A new Swedish study has verified that antidepressants known as selective serotonin reuptake inhibitors (SSRIs) increase the risk for birth defects when taken by the mother during early pregnancy.
SSRIs and a Combination Drug Containing an SSRI include:
- Celexa (citalopram)
- Lexapro (escitalopram)
- Paxil (paroxetine)
- Prozac (fluoxetine)
- Symbyax (olanzapine/fluoxetine)
- Zoloft (sertraline)
A possible link between SSRIs and birth defects first came to light in late 2005, when the Food and Drug Administration issued a warning that data suggested a possible link between the antidepressant Paxil and birth defects, in particular heart defects. Paxil was downgraded from a Category C drug to a Category D.
Category A and B drugs are generally considered to be safe to use during pregnancy. Category C drugs should only be taken if the potential benefit outweighs the potential risk to the developing fetus. Category D drugs are those that pose a significant risk to a growing fetus and should only be taken when there is risk to the mother if she does not take the drug.
Besides Paxil, no other SSRI antidepressants are currently classified as a Category D. Zoloft, Lexapro, Celexa, Prozac and others are still listed as a Category C.
In 2007, Zoloft was the most prescribed antidepressant on the U.S. retail market with more than 29 million prescriptions. It is primarily used to treat major depression in adults as well as obsessive-compulsive, panic, and social anxiety disorders in adults and children.
That same year, studies began to surface indicating that the use of Zoloft by the mother during the first trimester of pregnancy increased the risk of certain birth defects. A study published in the New England Journal of Medicine found Zoloft likely contributed to birth defects such as omphalocele (an abdominal wall defect in which the infant’s intestines or organs remain outside of the naval), anal atresia (a defect where the opening of the anus is missing or blocked), limb reduction defects, and septal defects (a defect in the ventricular septum, the wall dividing the left and right ventricles of the heart).
But the new study puts the classification of all SSRIs into question. Conducted by researchers from the Department of Forensic Genetics and Forensic Toxicology, National Board of Forensic Medicine in Sweden; and Tornblad Institute at the University of Lund, Sweden, it used data from the Swedish Medical Birth Register from July 1, 1995 to 2007, and involved a total of 14,821 women with 15,017 infants. It measured maternal characteristics, maternal delivery diagnoses, infant neonatal diagnoses and the presence of congenital malformations compared with all other women who gave birth.

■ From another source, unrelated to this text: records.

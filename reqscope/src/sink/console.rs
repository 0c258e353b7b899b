//! Console output through `tracing`.

use std::fmt::Write as _;

use super::Sink;
use crate::config::OutputFormat;
use crate::errors::SinkError;
use crate::record::{LogLevel, LogRecord};

/// Forwards each record to the installed `tracing` subscriber at the
/// record's own level.
#[derive(Debug, Clone, Copy, Default)]
pub struct ConsoleSink {
    format: OutputFormat,
}

impl ConsoleSink {
    /// Creates a console sink rendering in `format`.
    pub const fn new(format: OutputFormat) -> Self {
        Self { format }
    }

    fn render(&self, record: &LogRecord) -> String {
        match self.format {
            OutputFormat::Json => record.to_json().to_string(),
            OutputFormat::Pretty | OutputFormat::Compact => {
                let mut line = format!("[{}] {}", record.layer, record.message);
                if let Some(id) = record.correlation_id {
                    let _ = write!(line, " correlation_id={id}");
                }
                if let Some(key) = &record.key {
                    let _ = write!(line, " key={key}");
                }
                if let Some(duration) = record.duration {
                    let _ = write!(line, " duration_ms={:.3}", duration.as_secs_f64() * 1000.0);
                }
                if let Some(violation) = record.performance_violation {
                    let _ = write!(line, " performance_violation={violation}");
                }
                if let Some(error) = &record.error {
                    let _ = write!(line, " error={error:?}");
                }
                for (name, value) in &record.fields {
                    let _ = write!(line, " {name}={value}");
                }
                if record.orphaned {
                    line.push_str(" orphaned=true");
                }
                line
            }
        }
    }
}

impl Sink for ConsoleSink {
    fn name(&self) -> &str {
        "console"
    }

    #[allow(clippy::cognitive_complexity)]
    fn emit(&self, record: &LogRecord) -> Result<(), SinkError> {
        let line = self.render(record);
        let logger = record.logger.as_str();

        match record.level {
            LogLevel::Trace => tracing::trace!(target: "reqscope::record", logger, "{}", line),
            LogLevel::Debug => tracing::debug!(target: "reqscope::record", logger, "{}", line),
            LogLevel::Info => tracing::info!(target: "reqscope::record", logger, "{}", line),
            LogLevel::Warn => tracing::warn!(target: "reqscope::record", logger, "{}", line),
            LogLevel::Error => tracing::error!(target: "reqscope::record", logger, "{}", line),
        }
        Ok(())
    }
}

#[cfg(test)]
mod tests {
    use super::*;
    use crate::record::RecordKind;
    use crate::types::Layer;
    use tracing_test::traced_test;

    #[traced_test]
    #[test]
    fn emits_json_through_tracing() {
        let record = LogRecord::new(
            LogLevel::Info,
            RecordKind::Event,
            "order accepted",
            "orders",
            &Layer::Api,
        );
        ConsoleSink::new(OutputFormat::Json).emit(&record).unwrap();
        assert!(logs_contain("order accepted"));
        assert!(logs_contain("\"layer\":\"api\""));
    }

    #[traced_test]
    #[test]
    fn emits_key_value_in_compact_mode() {
        let record = LogRecord::new(
            LogLevel::Warn,
            RecordKind::Event,
            "slow",
            "orders",
            &Layer::Service,
        )
        .with_field("rows", serde_json::json!(3));
        ConsoleSink::new(OutputFormat::Compact).emit(&record).unwrap();
        assert!(logs_contain("[service] slow"));
        assert!(logs_contain("rows=3"));
    }
}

The results were alarming. Researchers found an association between antidepressant treatment and pre-existing diabetes and chronic hypertension, but also with many pregnancy complications. Rates of induced delivery and caesarean section were increased. The rate of preterm birth was also increased. Neonatal complications were common, and an increased risk for pulmonary hypertension of the newborn was verified.
“Women using antidepressants during pregnancy and their newborns have increased pathology,” the study’s authors concluded. “It is not clear how much of this is due to drug use or underlying pathology.”